[Dataset entries]
+-------+

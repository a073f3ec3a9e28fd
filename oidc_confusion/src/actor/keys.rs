//! Signing keys of the simulated providers.

use chrono::{Duration, Utc};
use jsonwebtoken::{Algorithm, EncodingKey, Header};
use ring::signature::{Ed25519KeyPair, KeyPair};
use serde_json::{Value, json};
use std::sync::LazyLock;

use crate::types::Role;
use crate::utils::{base64url_decode, base64url_encode};

use super::errors::ActorError;

#[derive(Debug, Clone, Copy, PartialEq, Eq)]
pub(crate) enum KeyKind {
    Honest,
    Evil,
    /// Never announced through any JWK set endpoint.
    Untrusted,
}

impl From<Role> for KeyKind {
    fn from(role: Role) -> Self {
        role.pick(KeyKind::Honest, KeyKind::Evil)
    }
}

pub(crate) struct SigningKey {
    kid: String,
    encoding: EncodingKey,
    pair: Ed25519KeyPair,
    public_x: String,
}

impl SigningKey {
    fn generate(kid: &str) -> Result<Self, ActorError> {
        let rng = ring::rand::SystemRandom::new();
        let pkcs8 = Ed25519KeyPair::generate_pkcs8(&rng)
            .map_err(|_| ActorError::Crypto("Failed to generate Ed25519 key".to_string()))?;
        let pair = Ed25519KeyPair::from_pkcs8(pkcs8.as_ref())
            .map_err(|e| ActorError::Crypto(format!("Invalid Ed25519 key: {e}")))?;
        Ok(Self {
            kid: kid.to_string(),
            encoding: EncodingKey::from_ed_der(pkcs8.as_ref()),
            public_x: base64url_encode(pair.public_key().as_ref()),
            pair,
        })
    }

    pub(crate) fn kid(&self) -> &str {
        &self.kid
    }

    /// Public JWK (RFC 8037 OKP key).
    pub(crate) fn public_jwk(&self) -> Value {
        json!({
            "kty": "OKP",
            "crv": "Ed25519",
            "use": "sig",
            "alg": "EdDSA",
            "kid": self.kid,
            "x": self.public_x,
        })
    }

    /// Public JWK announced under a different key ID.
    pub(crate) fn public_jwk_with_kid(&self, kid: &str) -> Value {
        let mut jwk = self.public_jwk();
        jwk["kid"] = json!(kid);
        jwk
    }

    /// Header for a token signed with this key.
    pub(crate) fn header(&self) -> Header {
        let mut header = Header::new(Algorithm::EdDSA);
        header.kid = Some(self.kid.clone());
        header
    }

    pub(crate) fn sign(&self, header: &Header, claims: &Value) -> Result<String, ActorError> {
        Ok(jsonwebtoken::encode(header, claims, &self.encoding)?)
    }

    /// Sign with a raw JOSE header. Members `jsonwebtoken::Header` cannot
    /// carry, such as an embedded `jwk` or `sub`, survive as given.
    pub(crate) fn sign_with_header(
        &self,
        header: &Value,
        claims: &Value,
    ) -> Result<String, ActorError> {
        let signing_input = format!(
            "{}.{}",
            base64url_encode(header.to_string().as_bytes()),
            base64url_encode(claims.to_string().as_bytes())
        );
        let signature = self.pair.sign(signing_input.as_bytes());
        Ok(format!(
            "{}.{}",
            signing_input,
            base64url_encode(signature.as_ref())
        ))
    }

    /// Self-signed X.509 certificate (DER) over this public key, with the
    /// key ID as subject and issuer common name.
    pub(crate) fn certificate_der(&self) -> Vec<u8> {
        let now = Utc::now();
        let not_before = (now - Duration::days(1)).format("%y%m%d%H%M%SZ").to_string();
        let not_after = (now + Duration::days(365)).format("%y%m%d%H%M%SZ").to_string();
        let name = der(
            0x30,
            &der(
                0x31,
                &der(0x30, &[OID_COMMON_NAME, &der(0x0c, self.kid.as_bytes())].concat()),
            ),
        );
        let algorithm = der(0x30, OID_ED25519);
        let public_key = der(0x03, &[&[0u8][..], self.pair.public_key().as_ref()].concat());

        let tbs = der(
            0x30,
            &[
                der(0xa0, &der(0x02, &[0x02])),
                der(0x02, &[0x01]),
                algorithm.clone(),
                name.clone(),
                der(
                    0x30,
                    &[der(0x17, not_before.as_bytes()), der(0x17, not_after.as_bytes())].concat(),
                ),
                name,
                der(0x30, &[algorithm.clone(), public_key].concat()),
            ]
            .concat(),
        );
        let signature = self.pair.sign(&tbs);
        let signature = der(0x03, &[&[0u8][..], signature.as_ref()].concat());
        der(0x30, &[tbs, algorithm, signature].concat())
    }
}

const OID_ED25519: &[u8] = &[0x06, 0x03, 0x2b, 0x65, 0x70];
const OID_COMMON_NAME: &[u8] = &[0x06, 0x03, 0x55, 0x04, 0x03];

/// DER TLV with definite length.
fn der(tag: u8, content: &[u8]) -> Vec<u8> {
    let len = content.len();
    let mut out = vec![tag];
    if len < 0x80 {
        out.push(len as u8);
    } else if len <= 0xff {
        out.extend([0x81, len as u8]);
    } else {
        out.extend([0x82, (len >> 8) as u8, len as u8]);
    }
    out.extend_from_slice(content);
    out
}

/// ID token signed with HMAC-SHA256 under a client secret.
pub(crate) fn sign_with_secret(secret: &str, claims: &Value) -> Result<String, ActorError> {
    let mut header = Header::new(Algorithm::HS256);
    header.typ = Some("JWT".to_string());
    Ok(jsonwebtoken::encode(
        &header,
        claims,
        &EncodingKey::from_secret(secret.as_bytes()),
    )?)
}

struct KeySet {
    honest: SigningKey,
    evil: SigningKey,
    untrusted: SigningKey,
}

static KEYS: LazyLock<Result<KeySet, ActorError>> = LazyLock::new(|| {
    Ok(KeySet {
        honest: SigningKey::generate("honest-op-key")?,
        evil: SigningKey::generate("evil-op-key")?,
        untrusted: SigningKey::generate("untrusted-key")?,
    })
});

/// Process-wide key of the given kind, generated on first use.
pub(crate) fn signing_key(kind: KeyKind) -> Result<&'static SigningKey, ActorError> {
    let keys = KEYS.as_ref().map_err(Clone::clone)?;
    Ok(match kind {
        KeyKind::Honest => &keys.honest,
        KeyKind::Evil => &keys.evil,
        KeyKind::Untrusted => &keys.untrusted,
    })
}

/// JWK set document holding the given public keys in order.
pub(crate) fn jwk_set(keys: &[&SigningKey]) -> Value {
    json!({ "keys": keys.iter().map(|k| k.public_jwk()).collect::<Vec<_>>() })
}

/// Unsecured JWT (`alg: none`) carrying `claims`.
pub(crate) fn unsigned_token(claims: &Value) -> String {
    let header = json!({ "alg": "none", "typ": "JWT" });
    format!(
        "{}.{}.",
        base64url_encode(header.to_string().as_bytes()),
        base64url_encode(claims.to_string().as_bytes())
    )
}

/// Same token with its signature bits flipped.
pub(crate) fn corrupt_signature(token: &str) -> Result<String, ActorError> {
    let (signed_part, signature) = token
        .rsplit_once('.')
        .ok_or_else(|| ActorError::Crypto("Malformed token".to_string()))?;
    let mut raw = base64url_decode(signature)?;
    for byte in raw.iter_mut() {
        *byte ^= 0xff;
    }
    Ok(format!("{}.{}", signed_part, base64url_encode(&raw)))
}

/// Decoded JOSE header of a compact token.
pub fn decode_header_json(token: &str) -> Result<Value, ActorError> {
    let header = token
        .split('.')
        .next()
        .ok_or_else(|| ActorError::Crypto("Malformed token".to_string()))?;
    Ok(serde_json::from_slice(&base64url_decode(header)?)?)
}

/// Decoded claims of a compact token, without any signature check.
pub fn decode_claims_json(token: &str) -> Result<Value, ActorError> {
    let claims = token
        .split('.')
        .nth(1)
        .ok_or_else(|| ActorError::Crypto("Malformed token".to_string()))?;
    Ok(serde_json::from_slice(&base64url_decode(claims)?)?)
}

#[cfg(test)]
mod tests {
    use super::*;
    use jsonwebtoken::{DecodingKey, Validation};

    #[test]
    fn test_keys_are_distinct() {
        let honest = signing_key(KeyKind::Honest).unwrap();
        let evil = signing_key(KeyKind::Evil).unwrap();
        let untrusted = signing_key(KeyKind::Untrusted).unwrap();
        assert_ne!(honest.public_jwk()["x"], evil.public_jwk()["x"]);
        assert_ne!(evil.public_jwk()["x"], untrusted.public_jwk()["x"]);
        assert_eq!(KeyKind::from(Role::Evil), KeyKind::Evil);
    }

    #[test]
    fn test_signed_token_verifies_with_public_jwk() {
        // Given a token signed by the honest key
        let key = signing_key(KeyKind::Honest).unwrap();
        let claims = json!({ "sub": "alice", "aud": "client", "exp": 4_102_444_800i64 });
        let token = key.sign(&key.header(), &claims).unwrap();

        // When verifying with the announced public key
        let x = key.public_jwk()["x"].as_str().unwrap().to_string();
        let decoding = DecodingKey::from_ed_components(&x).unwrap();
        let mut validation = Validation::new(Algorithm::EdDSA);
        validation.set_audience(&["client"]);
        let decoded = jsonwebtoken::decode::<Value>(&token, &decoding, &validation).unwrap();

        // Then the claims come back intact
        assert_eq!(decoded.claims["sub"], "alice");
        assert_eq!(decode_header_json(&token).unwrap()["kid"], "honest-op-key");
    }

    #[test]
    fn test_corrupted_signature_fails_verification() {
        let key = signing_key(KeyKind::Evil).unwrap();
        let claims = json!({ "sub": "bob", "exp": 4_102_444_800i64 });
        let token = corrupt_signature(&key.sign(&key.header(), &claims).unwrap()).unwrap();

        let x = key.public_jwk()["x"].as_str().unwrap().to_string();
        let decoding = DecodingKey::from_ed_components(&x).unwrap();
        let mut validation = Validation::new(Algorithm::EdDSA);
        validation.validate_aud = false;
        assert!(jsonwebtoken::decode::<Value>(&token, &decoding, &validation).is_err());
        // Claims stay readable
        assert_eq!(decode_claims_json(&token).unwrap()["sub"], "bob");
    }

    #[test]
    fn test_unsigned_token_shape() {
        let token = unsigned_token(&json!({ "sub": "x" }));
        assert!(token.ends_with('.'));
        assert_eq!(decode_header_json(&token).unwrap()["alg"], "none");
    }

    #[test]
    fn test_raw_header_survives_signing() {
        // Given a header with members outside the typed header
        let key = signing_key(KeyKind::Untrusted).unwrap();
        let header = json!({ "alg": "EdDSA", "kid": "x", "jwk": key.public_jwk(), "sub": "alice" });
        let claims = json!({ "sub": "alice", "exp": 4_102_444_800i64 });

        // When signing it verbatim
        let token = key.sign_with_header(&header, &claims).unwrap();

        // Then the header decodes unchanged and the signature verifies
        assert_eq!(decode_header_json(&token).unwrap()["sub"], "alice");
        let x = key.public_jwk()["x"].as_str().unwrap().to_string();
        let decoding = DecodingKey::from_ed_components(&x).unwrap();
        let mut validation = Validation::new(Algorithm::EdDSA);
        validation.validate_aud = false;
        assert!(jsonwebtoken::decode::<Value>(&token, &decoding, &validation).is_ok());
    }

    #[test]
    fn test_certificate_is_self_signed_over_public_key() {
        let key = signing_key(KeyKind::Untrusted).unwrap();
        let cert = key.certificate_der();

        // Outer SEQUENCE with a two byte length
        assert_eq!(cert[0], 0x30);
        assert_eq!(cert[1], 0x81);
        assert_eq!(cert.len(), cert[2] as usize + 3);
        let public = key.pair.public_key().as_ref().to_vec();
        assert!(cert.windows(public.len()).any(|w| w == public.as_slice()));

        // The trailing 64 bytes sign the TBS part
        let tbs_len = cert[5] as usize + 3;
        let tbs = &cert[3..3 + tbs_len];
        let signature = &cert[cert.len() - 64..];
        let verifier = ring::signature::UnparsedPublicKey::new(&ring::signature::ED25519, &public);
        assert!(verifier.verify(tbs, signature).is_ok());
    }

    #[test]
    fn test_secret_signed_token_verifies_with_secret() {
        let token = sign_with_secret("s3cret", &json!({ "sub": "x", "exp": 4_102_444_800i64 })).unwrap();
        let mut validation = Validation::new(Algorithm::HS256);
        validation.validate_aud = false;
        let decoded = jsonwebtoken::decode::<Value>(
            &token,
            &DecodingKey::from_secret(b"s3cret"),
            &validation,
        )
        .unwrap();
        assert_eq!(decoded.claims["sub"], "x");
    }

    #[test]
    fn test_jwk_set_order() {
        let trusted = signing_key(KeyKind::Evil).unwrap();
        let untrusted = signing_key(KeyKind::Untrusted).unwrap();
        let set = jwk_set(&[untrusted, trusted]);
        assert_eq!(set["keys"][0]["kid"], "untrusted-key");
        assert_eq!(set["keys"][1]["kid"], "evil-op-key");
    }
}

+-------+

Task item:
Taking the records above, retype every line from the one with "let token = key.sign_with_header(&header, &claims).unwrap();" down to the one with "let public = key.pair.public_key().as_ref().to_vec();", exactly and with nothing else.

Response to the task:
        let token = key.sign_with_header(&header, &claims).unwrap();

        // Then the header decodes unchanged and the signature verifies
        assert_eq!(decode_header_json(&token).unwrap()["sub"], "alice");
        let x = key.public_jwk()["x"].as_str().unwrap().to_string();
        let decoding = DecodingKey::from_ed_components(&x).unwrap();
        let mut validation = Validation::new(Algorithm::EdDSA);
        validation.validate_aud = false;
        assert!(jsonwebtoken::decode::<Value>(&token, &decoding, &validation).is_ok());
    }

    #[test]
    fn test_certificate_is_self_signed_over_public_key() {
        let key = signing_key(KeyKind::Untrusted).unwrap();
        let cert = key.certificate_der();

        // Outer SEQUENCE with a two byte length
        assert_eq!(cert[0], 0x30);
        assert_eq!(cert[1], 0x81);
        assert_eq!(cert.len(), cert[2] as usize + 3);
        let public = key.pair.public_key().as_ref().to_vec();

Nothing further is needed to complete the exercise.